The funding round, which was led by New Enterprise Associates (NEA) with participation from Revolution Ventures, follows a $2.2 million investment last year from Lightbank (whose founders backed Groupon).
“The vision is to become the one single platform where a student would come and study any subject from any publisher on any device,” co-founder Ashish Rangnekar said. “We want to be sure that the experience of the student is top notch. If we don’t win the attention and heart and mind of the student, nothing else matters.”

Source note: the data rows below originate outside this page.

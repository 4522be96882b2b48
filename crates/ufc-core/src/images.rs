//! Allow-list of remote image hosts; anything else is stored as no image.

use url::Url;

/// Hosts the site is allowed to hotlink. `*.example.com` also matches
/// `example.com` itself.
pub const DEFAULT_IMAGE_HOSTS: &[&str] = &[
    "*.ufc.com",
    "dmxg5wxfqgb4u.cloudfront.net",
    "cdn.vox-cdn.com",
    "*.mmafighting.com",
    "*.sherdog.com",
    "*.glbimg.com",
    "*.espncdn.com",
];

#[derive(Debug, Clone, PartialEq, Eq)]
pub struct ImageHostPolicy {
    patterns: Vec<String>,
}

impl Default for ImageHostPolicy {
    fn default() -> Self {
        Self::new(DEFAULT_IMAGE_HOSTS.iter().copied())
    }
}

impl ImageHostPolicy {
    pub fn new<I, S>(patterns: I) -> Self
    where
        I: IntoIterator<Item = S>,
        S: AsRef<str>,
    {
        Self {
            patterns: patterns
                .into_iter()
                .map(|p| p.as_ref().trim().to_ascii_lowercase())
                .filter(|p| !p.is_empty())
                .collect(),
        }
    }

    /// Comma-separated list, e.g. from an environment variable. Blank input
    /// falls back to the defaults.
    pub fn parse_list(raw: &str) -> Self {
        let policy = Self::new(raw.split(','));
        if policy.patterns.is_empty() {
            Self::default()
        } else {
            policy
        }
    }

    pub fn patterns(&self) -> &[String] {
        &self.patterns
    }

    pub fn allows(&self, url: &str) -> bool {
        let Some(host) = url_host(url) else {
            return false;
        };
        self.patterns.iter().any(|pattern| match pattern.strip_prefix("*.") {
            Some(suffix) => host == suffix || host.ends_with(&format!(".{suffix}")),
            None => host == *pattern,
        })
    }

    pub fn filter(&self, url: Option<String>) -> Option<String> {
        url.filter(|u| self.allows(u))
    }
}

/// Parsed absolute http(s) URL, or `None` for anything else.
pub fn parse_http_url(raw: &str) -> Option<Url> {
    let url = Url::parse(raw.trim()).ok()?;
    matches!(url.scheme(), "http" | "https").then_some(url)
}

/// Lowercased host of an absolute http(s) URL.
pub fn url_host(url: &str) -> Option<String> {
    let url = parse_http_url(url)?;
    url.host_str().filter(|h| !h.is_empty()).map(str::to_string)
}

Launched last year, BenchPrep licenses textbooks from more than 20 publishers and then re-organizes the content into interactive courses for high school, college and professional certification students tailored to their learning needs. For example, as students read text, they can mark their confidence level, indicating material that might need further review later on. Or, after they complete tests, the platform can recommend additional reading based on questions they missed.
It also provides flashcards, games and other engagement-oriented features based on the textbooks, as well as reports and analysis on student performance. Eventually, it wants to build on its adaptive learning platform to become a general learning platform that also enables social networking between students and teachers.
Rangnekar said the company doesn’t want to focus on content — which it thinks is already adequately provided by traditional publishers, as well as newer organizations such as Khan Academy — but on how that content is delivered to students.
But it’s not the only ed tech startup tackling that problem. New York-based Knewton has been working since 2008 to bring adaptive learning to students around the world, Pearson-backed Alleyoop has an adaptive learning program for teens and San Francisco-based Grockit also offers customized, online test prep materials. When it comes to social networking, startups Schoology, Lore (formerly Coursekit) and Edmodo all offer platforms which serve that function in some way. Also, similar to BenchPrep, Boston-based Boundless Learning, which uses open source content to provide textbook alternatives, aims to turn the static, linear textbook experience into something more fluid and customized.
It’s still early days for the education technology sector, so it will be interesting to see how the different startups mature. BenchPrep competes with different companies across different parts of its business, but its goal of being a platform that can work with different players and its early move to mobile could serve it well.
Founded in 2009 by Rangnekar and Ujjwal Gupta as Watermelon Express, BenchPrep (which changed its name last year) said it has about 250,000 student users who can choose from a selection of more than 500 course titles. The company said 25 percent of its students are in high school, 50 percent are in college and 25 percent are professional certification students.